Refine[Exp[y] > Exp[x], y > x > 0 && y ∈ Reals && x ∈ Reals]
(*Out: Exp[y] > Exp[x]  *)


I think I've given enough conditions to get True for the result just as with

Simplify[y > x, y > x > 0 && y ∈ Reals && x ∈ Reals]
(*Out: True   *)

• Related: (132158). – corey979 Nov 27 '16 at 12:11
• This works: With[{assum = y > x > 0 && y ∈ Reals && x ∈ Reals}, Simplify[Reduce[assum \[Implies] Exp[y] > Exp[x], Reals], assum]]. -- Again, I can't explain why there are these edge cases between different functions. The *Simplify functions tend to transform the expression into simpler expressions (fewer leaves); if there was a transformation that would change Exp[y] > Exp[x] into y > x, then it should work.

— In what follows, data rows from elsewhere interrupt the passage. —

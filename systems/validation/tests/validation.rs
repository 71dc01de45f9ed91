use brawl_arena_core::{
    BlockCatalog, BlockRecord, BlockType, BuildArea, Command, GridCell, GridGeometry,
    MapDescriptor, WorldPoint,
};
use brawl_arena_system_validation::{
    validate_descriptor, validate_view, ValidationFailure, MIN_SPAWNS,
};
use brawl_arena_world::{self as world, query, Config, World};

fn geometry() -> GridGeometry {
    GridGeometry::new(1.0, BuildArea::new(-8.0, 8.0, -4.0, 5.0))
}

fn world_with(blocks: &[(BlockType, f32, f32)]) -> World {
    let mut world = World::with_config(Config::new(geometry(), BlockCatalog::standard()));
    let mut events = Vec::new();
    for (kind, x, y) in blocks {
        world::apply(
            &mut world,
            Command::PlaceBlock {
                kind: *kind,
                position: WorldPoint::new(*x, *y),
            },
            &mut events,
        );
    }
    world
}

fn four_supported_spawns() -> Vec<(BlockType, f32, f32)> {
    let mut blocks = Vec::new();
    for x in [-6.0, -2.0, 2.0, 6.0] {
        blocks.push((BlockType::Spawn, x, 2.0));
        blocks.push((BlockType::Platform, x, -1.0));
    }
    blocks
}

#[test]
fn accepts_spawns_with_a_clear_drop_to_a_platform() {
    let world = world_with(&four_supported_spawns());
    let report = validate_view(&query::map_view(&world), query::geometry(&world));

    assert!(report.valid, "expected valid map, got: {}", report.reason);
}

#[test]
fn rejects_three_spawns_regardless_of_platforms() {
    let mut blocks = four_supported_spawns();
    blocks.retain(|(kind, x, _)| !(*kind == BlockType::Spawn && *x > 5.0));
    for x in -8..=8 {
        blocks.push((BlockType::Platform, x as f32, -3.0));
    }
    let world = world_with(&blocks);
    let report = validate_view(&query::map_view(&world), query::geometry(&world));

    assert!(!report.valid, "three spawns must not validate");
    assert_eq!(
        report.failures,
        vec![ValidationFailure::TooFewSpawns {
            found: MIN_SPAWNS - 1
        }]
    );
}

#[test]
fn rejects_spike_directly_beneath_a_spawn() {
    let mut blocks = four_supported_spawns();
    blocks.push((BlockType::Spike, 2.0, 1.0));
    let world = world_with(&blocks);
    let report = validate_view(&query::map_view(&world), query::geometry(&world));

    assert!(!report.valid);
    assert_eq!(
        report.failures,
        vec![ValidationFailure::SpawnBlocked {
            spawn: GridCell::new(2, 2),
            blocker: BlockType::Spike,
            at: GridCell::new(2, 1),
        }]
    );
}

#[test]
fn rejects_spawn_hanging_over_the_void() {
    let mut blocks = four_supported_spawns();
    blocks.push((BlockType::Spawn, 0.0, 4.0));
    let world = world_with(&blocks);
    let report = validate_view(&query::map_view(&world), query::geometry(&world));

    assert!(!report.valid);
    assert_eq!(
        report.failures,
        vec![ValidationFailure::SpawnUnsupported {
            spawn: GridCell::new(0, 4)
        }]
    );
}

#[test]
fn descriptor_validation_matches_world_validation() {
    let world = world_with(&four_supported_spawns());
    let descriptor: MapDescriptor = query::map_view(&world).to_descriptor();

    let from_world = validate_view(&query::map_view(&world), &geometry());
    let from_descriptor = validate_descriptor(&descriptor, &geometry());
    assert_eq!(from_world, from_descriptor);

    let mut broken = descriptor;
    broken.blocks.push(BlockRecord::new(
        BlockType::Spring,
        WorldPoint::new(-6.0, 0.0),
    ));
    assert!(!validate_descriptor(&broken, &geometry()).valid);
}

Apparently there isn't one. (It's only true over the reals, which might be why.) Reduce tends to be more robust and exacting, but it only works on relations. – Michael E2 Nov 27 '16 at 13:19
• @MichaelE2 - you can simplify to assum = y > x > 0 since the presence of y and x in an inequality implies that they are real, – Bob Hanlon Nov 27 '16 at 13:47
• @BobHanlon Yes, I know. Thanks. (If you're curious, I often just copy & paste the OP's code and don't fiddle with it unless and until it seems worth it. It's hardly an answer, imo, though many times, the OP isn't really interested in the question Why? but actually just in workarounds.) – Michael E2 Nov 27 '16 at 13:49
• Refine seems a bit sketchy with Exp. For example Refine[Exp[y] > Pi, y > 2] returns unrefined Exp[y] > Pi but Refine[Exp[y] > Pi, y > 3] returns true. – Simon Woods Nov 27 '16 at 20:21

The following return True:
Resolve[Implies[ForAll[{x, y}, y > x > 0], Exp[y] > Exp[x]]]